Three people were killed in the knife rampage Thursday in the Notre-Dame Basilica that prosecutors say was carried out by a young Tunisian recently arrived in Europe.
It was the latest attack in France to be described by the government as an act of "Islamist" terror, in the wake of the republication of cartoons of the prophet Mohammed in September by the Charlie Hebdo weekly.
French President Emmanuel Macron, who has vowed to stamp out radical Islamism in the country, sought to quell anger against France by saying in an interview with an Arab TV channel he could understand Muslims could be shocked by the cartoons.
In Nice, authorities are now holding a total of six people for questioning to see if they were linked to suspected attacker Brahim Issaoui, 21, and help understand what motivated him.
The tensions did not prevent Catholics going to church to celebrate the All Saints holiday in Nice, with the authorities also allowing an exemption during the coronavirus lockdown.
"I was apprehensive, I was scared of coming," said Claudia, 49, as she went to church, reassured by the presence of heavily armed soldiers.
"We need to show that we are not scared and we are here," she said, following several other worshippers into the church.
In a bid to create mutual understanding, a group of Muslim imams and their families attended mass Sunday at the Saint-Esprit de Bagatelle church in the city of Toulouse.
"These people, without mind or reason, want to make another (Koran) interpretation," Lahouary Siali from the Al-Rahma mosque said, referring to violent extremists. "We strongly reject it."
He then read a prayer in Arabic in front of the congregation.
- 'Came to kill' -
The latest people to be detained, aged 25 and 63, were arrested Saturday at the residence of an individual detained earlier in the day, a judicial source told AFP, asking not to be named.
Three others detained earlier over suspected links to Issaoui remain in custody, with the probe focusing on two telephones seized from the attacker.
Issaoui was shot by police multiple times and is currently in a serious condition in hospital. Investigators have been unable to question him and sources close to the probe have said his precise motivations remain unclear.
But Interior Minister Gerald Darmanin said that Issaoui "had clearly gone there (to Nice) to kill".
"Otherwise how can we explain why he armed himself with several knifes having only just arrived?... He clearly did not come just to get his papers," Darmanin told the Voix du Nord newspaper.

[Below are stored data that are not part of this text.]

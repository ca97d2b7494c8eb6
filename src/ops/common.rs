//! Validation shared by every backend's elementwise implementation

use super::traits::ElementwiseOps;
use crate::error::{Error, Result};
use crate::runtime::{Runtime, RuntimeClient};
use crate::tensor::{Tensor, broadcast_shapes};

/// Reject operands of differing dtype
#[inline]
pub(crate) fn ensure_same_dtype<R: Runtime>(a: &Tensor<R>, b: &Tensor<R>) -> Result<()> {
    if a.dtype() != b.dtype() {
        return Err(Error::DTypeMismatch {
            lhs: a.dtype(),
            rhs: b.dtype(),
        });
    }
    Ok(())
}

/// Source of an in-place update, laid out with exactly `dst`'s shape
///
/// Without `broadcast`, the shapes must already match. With it, `src` is
/// broadcast (zero-copy) to `dst`'s shape.
pub(crate) fn inplace_source<R: Runtime>(
    dst: &Tensor<R>,
    src: &Tensor<R>,
    broadcast: bool,
) -> Result<Tensor<R>> {
    ensure_same_dtype(dst, src)?;
    if src.shape() == dst.shape() {
        return Ok(src.clone());
    }
    if !broadcast {
        return Err(Error::shape_mismatch(dst.shape(), src.shape()));
    }
    src.broadcast_to(dst.shape())
}

/// Output shape of a broadcasting binary operation
pub(crate) fn binary_output_shape<R: Runtime>(
    a: &Tensor<R>,
    b: &Tensor<R>,
) -> Result<Vec<usize>> {
    ensure_same_dtype(a, b)?;
    broadcast_shapes(a.shape(), b.shape())
        .map(|s| s.to_vec())
        .ok_or_else(|| Error::broadcast(a.shape(), b.shape()))
}

/// Broadcasting `a + b` built from a zero-filled output, `assign` and `add_assign`
pub(crate) fn add_via_assign<R, C>(client: &C, a: &Tensor<R>, b: &Tensor<R>) -> Result<Tensor<R>>
where
    R: Runtime,
    C: ElementwiseOps<R> + RuntimeClient<R>,
{
    let out_shape = binary_output_shape(a, b)?;
    let out = Tensor::<R>::try_zeros(&out_shape, a.dtype(), client.device())?;
    client.assign(&out, a)?;
    client.add_assign(&out, b, true)?;
    Ok(out)
}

Investigators believe Issaoui travelled illegally to Europe via Italy's Mediterranean island of Lampedusa on September 20.
He arrived at the mainland Italian port of Bari on October 9 before coming to Nice just two days before the attack.
- Understand 'shock' -
France is on edge after the republication in early September of cartoons of the prophet Mohammed by the Charlie Hebdo weekly, which was followed by an attack outside its former offices, the beheading of a teacher and now the attack in Nice.
On Saturday, an attacker armed with a sawn-off shotgun seriously wounded a Greek Orthodox priest in a shooting outside a church in the French city of Lyon.
Nikolaos Kakavelaki, 52, was closing his Lyon church mid-afternoon when he was attacked and is now in a serious condition in hospital.
The attacker fled the scene and one person was detained. But the man was released on Sunday after investigators found no evidence he was linked, prosecutors said.
Prosecutors have said they are keeping all hypotheses open but so far have not referred the case to specialist anti-terror prosecutors.
Macron had vowed after the beheading of teacher Samuel Paty -- who had showed his class a cartoon of the prophet -- that France would never renounce the right to caricature.
This comment prompted a storm of anger in the Muslim world and on Saturday the president gave an interview to Al-Jazeera television saying he understood that people could be "shocked" by the cartoons.
In Pakistan's commercial hub of Karachi, activists from a student Shiite Muslim organisation held a protest outside the French consulate, burning images of Macron and treading on the French flag, an AFP photographer said.
Charlie Hebdo had republished the cartoons to mark the start of the trial of suspected accomplices in the 2015 massacre of its staff by Islamist gunmen. The trial has been suspended until Wednesday after the primary suspect tested positive for coronavirus.